Jun 25 | Heralds and Prophets: Summer 2018 Preaching Series, Part 3

Today’s citations:

Isaiah 40:1-11

Luke 1:57-80

Our third installment of our preaching series on kings takes a detour as we celebrate the birth of John the Baptist.

So far in our journey together, our stories have shown us the importance of letting God be the absolute monarch of our hearts, and about what kind of monarch God is. God’s will is never done solely through the work of the powerful, but becomes most purely manifest in the secret work of seeds and servants. This not only shows us that God is truly just, but that God and the kingdom are truly inclusive: all are invited to join in the celebration, regardless or colour, creed, gender, orientation, age, or ability. If this seems too good to be true, it would be, for an earthly kingdom.

And speaking of celebrations, let’s take a look at one of the tasks God has given those who proclaim Her kingdom: that of herald and prophet, performed by both Isaiah and our bizarre, beloved brother John.

We have two days in our calendar where we celebrate John the Baptist. The first is today, a happy occasion, where we celebrate his miraculous birth. The second, which we celebrate in August, is John’s beheading, a decidedly more complicated feast which nonetheless shows us that as beautiful as God’s kingdom is, it is nearly always opposed, often violently, by the kingdoms of earth.

We’re most accustomed to hearing about John the Baptist in Advent.
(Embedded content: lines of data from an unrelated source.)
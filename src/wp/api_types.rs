//! Serde-deserializable types matching WordPress / WooCommerce API responses.
//!
//! These types are separate from domain types to allow clean deserialization
//! while keeping domain types focused on what the storefront actually needs.
//! Every field defaults: origin payloads vary wildly between WordPress and
//! WooCommerce versions, and a malformed field must degrade to a default
//! instead of failing the whole collection.

use chrono::Utc;
use serde::Deserialize;

use super::types::{
  AppliedCoupon, CachedCategory, CachedPage, CachedPost, CachedProduct, CachedSiteInfo, CartItem,
  CartTotals, MenuItem, ProductRef, ProductVariation, VariationAttribute,
};

/// Convert a minor-currency-unit string ("1050" cents) to a major-unit
/// amount (10.50). Store API monetary fields are integer minor units; this
/// is the single point where they cross into local representation.
pub fn minor_to_major(value: &str) -> f64 {
  value.trim().parse::<i64>().map(|v| v as f64 / 100.0).unwrap_or(0.0)
}

// ============================================================================
// Common nested types
// ============================================================================

#[derive(Debug, Clone, Default, Deserialize)]
pub struct ApiImage {
  #[serde(default)]
  pub src: String,
}

#[derive(Debug, Clone, Default, Deserialize)]
pub struct ApiTermRef {
  #[serde(default)]
  pub id: u64,
  #[serde(default)]
  pub name: String,
  #[serde(default)]
  pub slug: String,
}

/// WordPress "rendered" wrapper for title/content/excerpt fields.
#[derive(Debug, Clone, Default, Deserialize)]
pub struct ApiRendered {
  #[serde(default)]
  pub rendered: String,
}

// ============================================================================
// WooCommerce REST v3: products and categories
// ============================================================================

#[derive(Debug, Clone, Default, Deserialize)]
pub struct ApiVariationAttribute {
  #[serde(default)]
  pub name: String,
  #[serde(default)]
  pub option: String,
}

#[derive(Debug, Clone, Default, Deserialize)]
pub struct ApiVariation {
  #[serde(default)]
  pub id: u64,
  #[serde(default)]
  pub price: String,
  #[serde(default)]
  pub sku: String,
  #[serde(default)]
  pub attributes: Vec<ApiVariationAttribute>,
  pub image: Option<ApiImage>,
}

/// Product variations arrive in two shapes depending on how the origin was
/// queried: fully-expanded objects, or a lazy list of bare numeric ids.
#[derive(Debug, Clone, Deserialize)]
#[serde(untagged)]
pub enum ApiVariations {
  Ids(Vec<u64>),
  Expanded(Vec<ApiVariation>),
}

impl Default for ApiVariations {
  fn default() -> Self {
    ApiVariations::Ids(Vec::new())
  }
}

#[derive(Debug, Clone, Default, Deserialize)]
pub struct ApiProduct {
  #[serde(default)]
  pub id: u64,
  #[serde(default)]
  pub name: String,
  #[serde(default)]
  pub slug: String,
  #[serde(default)]
  pub description: String,
  #[serde(default)]
  pub short_description: String,
  #[serde(default)]
  pub price: String,
  #[serde(default)]
  pub regular_price: String,
  #[serde(default)]
  pub sale_price: String,
  #[serde(default)]
  pub on_sale: bool,
  #[serde(default)]
  pub featured: bool,
  #[serde(default)]
  pub stock_status: String,
  #[serde(default)]
  pub images: Vec<ApiImage>,
  #[serde(default)]
  pub categories: Vec<ApiTermRef>,
  #[serde(default)]
  pub tags: Vec<ApiTermRef>,
  #[serde(default)]
  pub variations: ApiVariations,
}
Many of us can’t hear that Isaiah reading without also hearing Handel’s Messiah. The prophet Isaiah was active during the reign of King Hezekiah, lionized in Scripture as one of the righteous Israelite kings. He introduced many temple reforms and defeated King Sennacherib of Assyria, the empire seeking to claim Israel as a vassal state. Eventually, however, the kingdom was swept into exile by the Babylonians.

Isaiah was Hezekiah’s advisor, a courtly prophet unlike the poor vine-dresser Amos or the locust-eating wildman John, and the text that bears his name (which actually consists of three separate books) includes both poetry and prose. The three chapters preceding today’s are all narrative, stories about Hezekiah and his dealings with the Assyrians and Babylonians. We then shift abruptly into the poetic songs of Chapter 40, which anticipate a final restoration to Jerusalem embodied by the whole of creation, a reconciliation of the exiled to the arms of God.

You can understand why this would have been so important to early Christians, living under the yoke of Rome waiting for the return of the Messiah. The word Messiah means “anointed,” a royal ritual practiced across cultures for thousands of years.

Isaiah also offers us a window into perhaps the most important gift the Western world ever received from the Jewish people: the idea that God’s strength was not solely determined through the successes and failures of Her chosen people. The belief of the ancient Near East was that when nations went to battle, gods went to battle. The Jewish people, always at the fertile crossroads of vast empires, suffered many defeats and decimations. This difficult history pushed them into a more nuanced understanding of what a truly powerful and loving God would look like. Christians, attesting to God made man in Jesus, had an even steeper learning curve: what kind of God could not only die but be murdered shamefully by the state?

God’s foolishness is wiser than human wisdom.

That’s one herald and prophet. Let’s look at the other.

While all of the Gospels attest to a relationship between Jesus of Nazareth and John the Baptist, it is only the Gospel of Luke which gives us a full birth narrative for John, and only in Luke is he said to be related to Jesus. Many scholars believe that the writer of Luke wrote to a community that included Gentiles who may not have been familiar with the recurring themes of Hebrew Scriptures, and so he wove many of those motifs into the story as both a nod to the Jews and a teaching tool for the new believers. Elizabeth, like Hannah, like Sarah, though righteous and devout, is barren, which in the ancient Near East was a source of shame. This sort of upside-down series of surprises is a constant theme in the Gospel of Luke, and dovetails well with our exploration of God’s upside-down kingship.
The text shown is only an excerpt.